Select Page

God, I love you, praise you and believe in you….but what the Heck (I will substitute with more foul sounding cuss words when I get a little more warmed up here…stay tuned) are you thinking!!????? OF COURSE YOU ARE GIVING ME MORE THAN I CAN HANDLE!!!!! I serve you tirelessly each day, and still….here we are….in the proverbial HELL dealing with unfairly difficult stuff day in and day out!!! Where’s my recompense..my “double for my trouble” as my idol Joyce Meyer would say? I’m ready for it now!!! What’s the hold up? Why is patience a virtue? Patience is HIGHLY overrated! I find that impatience, working hard, dedication and perseverance are my virtues….and ask anyone, I am NOT patient. So why can’t you get “on board” with me on this GOD??? Why can’t we work on being impatient together? Why are you always right, and I’m wrong??? This does not sit well with me….just letting you know.

The last couple weeks have been a joke!! First, the doctor finds a mass in my mom’s abdomen and scares the shit out of us saying that he believes it’s cancer…I was so sick and worried that I cried endlessly for at least 2-3 days until I put my “big girl pants” on (with cute shoes and accessories of course…because that matters!!!!) and decided to “open up a can of whomp ass” on cancer (WARNING: don’t read my blog if you’re opposed to Adam Sandler, Chris Farley or any stupid SNL humor). Then, on the same day traveling to Billings to see a surgical oncologist, we rushed back to Bozeman to see a Nephrologist for Derek. And guess what….Yep….Hello Kidney disease!!!! Are you freaking kidding me? Isn’t it enough that Derek already has Joubert’s Syndrome…..can’t we just leave it at that? So many questions for you God, so little time…..Ugh!

Listening to The Smiths/Morrisey “How Soon is Now?” on my way home from Billings (certainly one of the coolest songs ever created!!!!) makes me feel somewhat lucky, “At least I’m not Morrisey” I thought as I quickly flashed to Shazam to remind myself of the words to this depressing song and I wondered,”Has no one ever discussed Antidepressants with Morrisey?” Geez…one conversation could have changed everything for that poor sad sap….hmmmm. (Mental note: Thank the creator of Shazam because it’s the BEST invention of all time..it has single-handedly allowed me to belt out songs with reckless abandon, but with the correct lyrics…(my friend Julie once witnessed me singing the wrong words to a Maroon 5 song and that was embarrassing…but apparently doing random karaoke anywhere is not embarrassing to me….hmmm).

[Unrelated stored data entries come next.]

//! Output formatting for command results.
//!
//! Formatters return strings so they can be tested without capturing stdout;
//! the `print_*` helpers write them out.

use std::fmt::Write as _;
use std::io::{self, Write};

use clap::ValueEnum;
use serde::Serialize;

use campusnav_lib::output::{RouteEndpoint, RouteStep};
use campusnav_lib::{GraphStats, NodeKind, RouteRenderMode, RouteSummary, UnitType};

use crate::terminal::{arrow, ColorPalette};

/// Output format selected with `--format`.
#[derive(Debug, Clone, Copy, PartialEq, Eq, Default, ValueEnum)]
pub enum OutputFormat {
    /// Human-friendly text, colored when the terminal allows it.
    #[default]
    Text,
    /// Markdown suitable for pasting into chat or documents.
    Rich,
    /// Pretty-printed JSON on stdout.
    Json,
}

/// One row of the `locations` listing.
#[derive(Debug, Clone, Serialize, PartialEq)]
pub struct LocationEntry {
    pub id: String,
    pub name: String,
    pub unit_type: UnitType,
    pub level_id: String,
    #[serde(skip_serializing_if = "Option::is_none")]
    pub level_name: Option<String>,
    pub routable: bool,
}

/// Graph diagnostics reported by the `graph` command.
#[derive(Debug, Clone, Serialize, PartialEq)]
pub struct GraphReport {
    pub dataset: String,
    pub levels: usize,
    pub units: usize,
    #[serde(flatten)]
    pub stats: GraphStats,
    /// Traversable units left without any edge.
    pub isolated: Vec<String>,
}

impl OutputFormat {
    /// Print a route summary in this format.
    pub fn render_route(self, summary: &RouteSummary) -> io::Result<()> {
        match self {
            OutputFormat::Json => print_json(summary),
            OutputFormat::Rich => print_str(&summary.render(RouteRenderMode::Markdown)),
            OutputFormat::Text => {
                print_str(&format_route_text(summary, &ColorPalette::detect(), arrow()))
            }
        }
    }

    /// Print a location listing in this format.
    pub fn render_locations(self, entries: &[LocationEntry]) -> io::Result<()> {
        match self {
            OutputFormat::Json => print_json(entries),
            OutputFormat::Rich => print_str(&format_locations_markdown(entries)),
            OutputFormat::Text => {
                print_str(&format_locations_text(entries, &ColorPalette::detect()))
            }
        }
    }

    /// Print graph diagnostics in this format.
    pub fn render_graph(self, report: &GraphReport) -> io::Result<()> {
        match self {
            OutputFormat::Json => print_json(report),
            OutputFormat::Rich | OutputFormat::Text => print_str(&format_graph_text(report)),
        }
    }
}

fn print_str(text: &str) -> io::Result<()> {
    let mut stdout = io::stdout();
    stdout.write_all(text.as_bytes())?;
    stdout.flush()
}

/// Render a value as pretty JSON on stdout.
pub fn print_json<T: Serialize + ?Sized>(value: &T) -> io::Result<()> {
    let mut stdout = io::stdout();
    serde_json::to_writer_pretty(&mut stdout, value).map_err(io::Error::other)?;
    stdout.write_all(b"\n")?;
    Ok(())
}

fn endpoint_name(endpoint: &RouteEndpoint) -> &str {
    endpoint.name.as_deref().unwrap_or(&endpoint.id)
}

fn step_name(step: &RouteStep) -> &str {
    match step.kind {
        NodeKind::Waypoint => "doorway",
        NodeKind::Center => step.name.as_deref().unwrap_or(&step.unit_id),
    }
}

fn step_tag<'a>(
    palette: &'a ColorPalette,
    step: &RouteStep,
    previous: Option<&RouteStep>,
    is_last: bool,
) -> (&'a str, &'static str) {
    if previous.is_none() {
        return (palette.tag_start, " STRT ");
    }
    if is_last {
        return (palette.tag_goal, " GOAL ");
    }
    if previous.is_some_and(|prev| prev.level_id != step.level_id) {
        return (palette.tag_floor, " LEVL ");
    }
    match step.kind {
        NodeKind::Waypoint => (palette.tag_door, " DOOR "),
        NodeKind::Center => (palette.tag_walk, " WALK "),
    }
}

/// Human-friendly route view with one tagged line per step.
pub fn format_route_text(summary: &RouteSummary, palette: &ColorPalette, arrow: &str) -> String {
    let p = palette;
    let mut out = String::new();

    let floors = match summary.floor_changes {
        1 => "1 floor change".to_string(),
        n => format!("{n} floor changes"),
    };
    let _ = writeln!(
        out,
        "Route from {}{}{} {} {}{}{} ({} hops, {}; algorithm: {}, filter: {}):",
        p.white_bold,
        endpoint_name(&summary.start),
        p.reset,
        arrow,
        p.white_bold,
        endpoint_name(&summary.goal),
        p.reset,
        summary.hops,
        floors,
        summary.algorithm,
        summary.filter
    );

    let len = summary.steps.len();
    for (i, step) in summary.steps.iter().enumerate() {
        let previous = i.checked_sub(1).and_then(|prev| summary.steps.get(prev));
        let (tag_color, tag_text) = step_tag(p, step, previous, i + 1 == len);
        let level = step.level_name.as_deref().unwrap_or(&step.level_id);
        let _ = writeln!(
            out,
            "{}{}{} {}{}{} {}[{}]{} {}({}){}",
            tag_color,
            tag_text,
            p.reset,
            p.white_bold,
            step_name(step),
            p.reset,
            p.cyan,
            level,
            p.reset,
            p.gray,
            step.node_id,
            p.reset
        );
    }

    let _ = writeln!(
        out,
        "\nWalking distance: {}{:.1}{}",
        p.green, summary.distance, p.reset
    );
    out
}

/// Tabular location listing.
pub fn format_locations_text(entries: &[LocationEntry], palette: &ColorPalette) -> String {
    let p = palette;
    let mut out = String::new();
    if entries.is_empty() {
        out.push_str("No matching locations.\n");
        return out;
    }

    let id_width = entries.iter().map(|e| e.id.len()).max().unwrap_or(0);
    for entry in entries {
        let level = entry.level_name.as_deref().unwrap_or(&entry.level_id);
        let _ = write!(
            out,
            "{}{:<id_width$}{}  {}{}{}  {} {}[{}]{}",
            p.gray,
            entry.id,
            p.reset,
            p.white_bold,
            entry.name,
            p.reset,
            entry.unit_type,
            p.cyan,
            level,
            p.reset
        );
        if !entry.routable {
            let _ = write!(out, " {}(not routable){}", p.red, p.reset);
        }
        out.push('\n');
    }
    out
}

fn format_locations_markdown(entries: &[LocationEntry]) -> String {
    let mut out = String::from("| id | name | type | level | routable |\n|---|---|---|---|---|\n");
    for entry in entries {
        let _ = writeln!(
            out,
            "| `{}` | {} | {} | {} | {} |",
            entry.id,
            entry.name,
            entry.unit_type,
            entry.level_name.as_deref().unwrap_or(&entry.level_id),
            if entry.routable { "yes" } else { "no" }
        );
    }
    out
}

/// Plain summary of graph statistics.
pub fn format_graph_text(report: &GraphReport) -> String {
    let stats = &report.stats;
    let mut out = String::new();
    let _ = writeln!(out, "Dataset: {}", report.dataset);
    let _ = writeln!(out, "Levels: {}", report.levels);
    let _ = writeln!(out, "Units: {}", report.units);
    let _ = writeln!(
        out,
        "Nodes: {} ({} units, {} doorways)",
        stats.nodes, stats.centers, stats.waypoints
    );
    let _ = writeln!(
        out,
        "Edges: {} horizontal, {} vertical",
        stats.horizontal_edges, stats.vertical_edges
    );
    if report.isolated.is_empty() {
        let _ = writeln!(out, "Isolated units: none");
    } else {
        let _ = writeln!(out, "Isolated units: {}", report.isolated.join(", "));
    }
    out
}

#[cfg(test)]
mod tests {
    use super::*;
    use crate::test_helpers::sample_summary;

    #[test]
    fn text_route_tags_each_step() {
        let text = format_route_text(&sample_summary(), &ColorPalette::plain(), "->");
        let lines: Vec<&str> = text.lines().collect();

        assert!(lines[0].starts_with("Route from Main Entrance -> Room 204 (4 hops"));
        assert!(lines[1].starts_with(" STRT  Main Entrance [Ground Floor] (U100)"));
        assert!(lines[2].starts_with(" WALK  North Stairs [Ground Floor]"));
        assert!(lines[3].starts_with(" LEVL  North Stairs [First Floor]"));
        assert!(lines[4].starts_with(" DOOR  doorway [First Floor]"));
        assert!(lines[5].starts_with(" GOAL  Room 204 [First Floor]"));
        assert!(text.contains("Walking distance: 12.5"));
    }

    #[test]
    fn plain_palette_emits_no_escape_codes() {
        let text = format_route_text(&sample_summary(), &ColorPalette::plain(), "->");
        assert!(!text.contains('\x1b'));
        let colored = format_route_text(&sample_summary(), &ColorPalette::colored(), "->");
        assert!(colored.contains('\x1b'));
    }

    #[test]
    fn locations_mark_unroutable_units() {
        let entries = vec![
            LocationEntry {
                id: "U100".to_string(),
                name: "Main Entrance".to_string(),
                unit_type: UnitType::Entrance,
                level_id: "L1".to_string(),
                level_name: Some("Ground Floor".to_string()),
                routable: true,
            },
            LocationEntry {
                id: "U107".to_string(),
                name: "Server Room".to_string(),
                unit_type: UnitType::Restricted,
                level_id: "L1".to_string(),
                level_name: None,
                routable: false,
            },
        ];
        let text = format_locations_text(&entries, &ColorPalette::plain());
        assert!(text.contains("U100  Main Entrance  ENTRANCE [Ground Floor]\n"));
        assert!(text.contains("U107  Server Room  RESTRICTED [L1] (not routable)"));

        let markdown = format_locations_markdown(&entries);
        assert!(markdown.contains("| `U107` | Server Room | RESTRICTED | L1 | no |"));
    }

    #[test]
    fn empty_location_listing_says_so() {
        let text = format_locations_text(&[], &ColorPalette::plain());
        assert_eq!(text, "No matching locations.\n");
    }

    #[test]
    fn graph_report_lists_isolated_units() {
        let report = GraphReport {
            dataset: "campus.json".to_string(),
            levels: 2,
            units: 3,
            stats: GraphStats {
                nodes: 4,
                centers: 3,
                waypoints: 1,
                horizontal_edges: 2,
                vertical_edges: 0,
            },
            isolated: vec!["U9".to_string()],
        };
        let text = format_graph_text(&report);
        assert!(text.contains("Nodes: 4 (3 units, 1 doorways)"));
        assert!(text.contains("Isolated units: U9"));
    }
}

So I’ve digressed…at least I have a sense of humor (thank you God for giving me humor before packing me up and shipping me out my mom’s womb!!!)…..HUMOR IS EVERYTHING TO ME!!! I think that’s how Darryl and I have coped with everything we’ve been handed…we’ve just laughed our way through this devastation!!! (Well, I think a few drinks here and there have helped too!) We have NO OTHER CHOICE! In fact, in the midst of this scare with my mom, I actually thought that I’d ask the doctor, “Hey…while you’re in there…just grab a kidney and put it “on ice” in case Derek needs it”…sooooo politically incorrect, and OF COURSE I don’t mean it, but you have to admit: it’s a little funny. My mom and dad were laughing!! Hell….I’m going to give Derek one of my kidneys if I have to pull it out myself….I better be a match! (Another mental note: Be sure I’m a “match” for Derek first!)

So after hearing that mom does not have cancer I feel thankful and relieved….thank you God because I can’t live without my mom!!! Is this the silver lining you’re giving me God? Is this what I need to hang on to for now? I will do that; I will hang on for dear life with my fingers gripping the edge, and “white knuckling” my way through life as I always do. And when we get good news about Derek (and Damon for that matter! Thanks for the double….no…triple-whammy God! NOT! 🙁 ) then maybe I can loosen up my grip, maybe I can just keep the faith and know you’re in charge. But have you met me? I’m a little bossy and controlling, and at times I have a hard time handing over my “load” to you…..but I’m getting there, a little bit at a time….BE PATIENT…your turn now! Amen!!